Operating system and version: Ubuntu 14.04 with Ubuntu (HWE) low latency kernel 4.2

Is this for single player or multiplayer? Multiplayer

Description of the bug (and if possible, steps to reproduce the bug): Since upgrading to the 2016-03-21 build (from a 1-2 weeks older build), CPU usage has significantly increased on one of my servers. The server in question runs about ~20 openjkded.i386 instances, and while it runs some other stuff too, nothing other than my upgrading OpenJK explains the increase in CPU usage.
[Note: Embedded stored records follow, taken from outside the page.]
//! Synthetic inputs handed to a backend.

use std::collections::BTreeMap;

use crate::tensor::{Device, Tensor};

pub const INPUT_IDS: &str = "input_ids";
pub const ATTENTION_MASK: &str = "attention_mask";
pub const TOKEN_TYPE_IDS: &str = "token_type_ids";
pub const PIXEL_VALUES: &str = "pixel_values";
pub const INPUT_VALUES: &str = "input_values";
pub const INPUT_FEATURES: &str = "input_features";
pub const DECODER_INPUT_IDS: &str = "decoder_input_ids";
pub const BBOX: &str = "bbox";
pub const PROMPT: &str = "prompt";

/// Primary modality keys, highest priority first.
pub const MODALITY_PRIORITY: [&str; 4] = [INPUT_IDS, PIXEL_VALUES, INPUT_VALUES, INPUT_FEATURES];

/// One named entry of a dummy input.
#[derive(Debug, Clone, PartialEq)]
pub enum InputValue {
    Tensor(Tensor),
    Prompts(Vec<String>),
}

impl InputValue {
    pub fn as_tensor(&self) -> Option<&Tensor> {
        match self {
            InputValue::Tensor(tensor) => Some(tensor),
            InputValue::Prompts(_) => None,
        }
    }

    pub fn as_prompts(&self) -> Option<&[String]> {
        match self {
            InputValue::Prompts(prompts) => Some(prompts),
            InputValue::Tensor(_) => None,
        }
    }

    /// Size of the leading (batch) dimension.
    pub fn leading_dim(&self) -> usize {
        match self {
            InputValue::Tensor(tensor) => tensor.shape().first().copied().unwrap_or(0),
            InputValue::Prompts(prompts) => prompts.len(),
        }
    }

    pub(crate) fn select_first(&self, index: usize) -> Option<InputValue> {
        match self {
            InputValue::Tensor(tensor) => tensor.select_first(index).map(InputValue::Tensor),
            InputValue::Prompts(prompts) => prompts
                .get(index)
                .map(|prompt| InputValue::Prompts(vec![prompt.clone()])),
        }
    }
}

impl From<Tensor> for InputValue {
    fn from(tensor: Tensor) -> Self {
        InputValue::Tensor(tensor)
    }
}

/// Mapping from input role to value.
#[derive(Debug, Clone, PartialEq, Default)]
pub struct DummyInput {
    values: BTreeMap<String, InputValue>,
}

impl DummyInput {
    pub fn new() -> Self {
        Self::default()
    }

    pub fn insert(&mut self, key: &str, value: impl Into<InputValue>) {
        self.values.insert(key.to_string(), value.into());
    }

    pub fn get(&self, key: &str) -> Option<&InputValue> {
        self.values.get(key)
    }

    pub fn tensor(&self, key: &str) -> Option<&Tensor> {
        self.get(key).and_then(InputValue::as_tensor)
    }

    pub fn contains(&self, key: &str) -> bool {
        self.values.contains_key(key)
    }

    pub fn keys(&self) -> impl Iterator<Item = &str> {
        self.values.keys().map(String::as_str)
    }

    pub fn iter(&self) -> impl Iterator<Item = (&str, &InputValue)> {
        self.values.iter().map(|(key, value)| (key.as_str(), value))
    }

    pub fn len(&self) -> usize {
        self.values.len()
    }

    pub fn is_empty(&self) -> bool {
        self.values.is_empty()
    }

    /// Keeps only the highest-priority modality key, if any is present.
    pub fn retain_primary_modality(self) -> Self {
        let Some(key) = MODALITY_PRIORITY
            .iter()
            .find(|key| self.values.contains_key(**key))
        else {
            return self;
        };
        let mut values = self.values;
        let mut narrowed = BTreeMap::new();
        if let Some(value) = values.remove(*key) {
            narrowed.insert(key.to_string(), value);
        }
        Self { values: narrowed }
    }

    /// Moves every tensor to `device`. Prompts stay on the host.
    pub fn to_device(self, device: Device) -> Self {
        let values = self
            .values
            .into_iter()
            .map(|(key, value)| {
                let value = match value {
                    InputValue::Tensor(tensor) if key != PROMPT => {
                        InputValue::Tensor(tensor.to(device))
                    }
                    other => other,
                };
                (key, value)
            })
            .collect();
        Self { values }
    }

    pub(crate) fn into_inner(self) -> BTreeMap<String, InputValue> {
        self.values
    }
}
Considering the recent busy-waiting changes, my money is on this being an OpenJK regression.

See these graphs (I upgraded around the 22nd): Load avg over 1 week: https://i.imgur.com/ysiyhcu.png Load avg over 2 weeks: https://i.imgur.com/LIbMhWL.png CPU use over 2 weeks: https://i.imgur.com/LQPXkRa.png (excuse weird graph with weird data points there)

RAM usage and such have remained largely unchanged, it seems to be totally CPU bound.

Strangely, I haven't noticed the same issue on my other server, which runs ~10 openjkded.i386 instances, and gets significantly lower traffic. Other differences are in hardware (including CPU instruction sets) and kernels:

Affected server: 20 fairly high-traffic OpenJK instances on i7-4790K CPU and Ubuntu low latency kernel 4.2 Unaffected server: 10 farly low-traffic OpenJK instances on Xeon D-1520 CPU and custom 4.4 kernel.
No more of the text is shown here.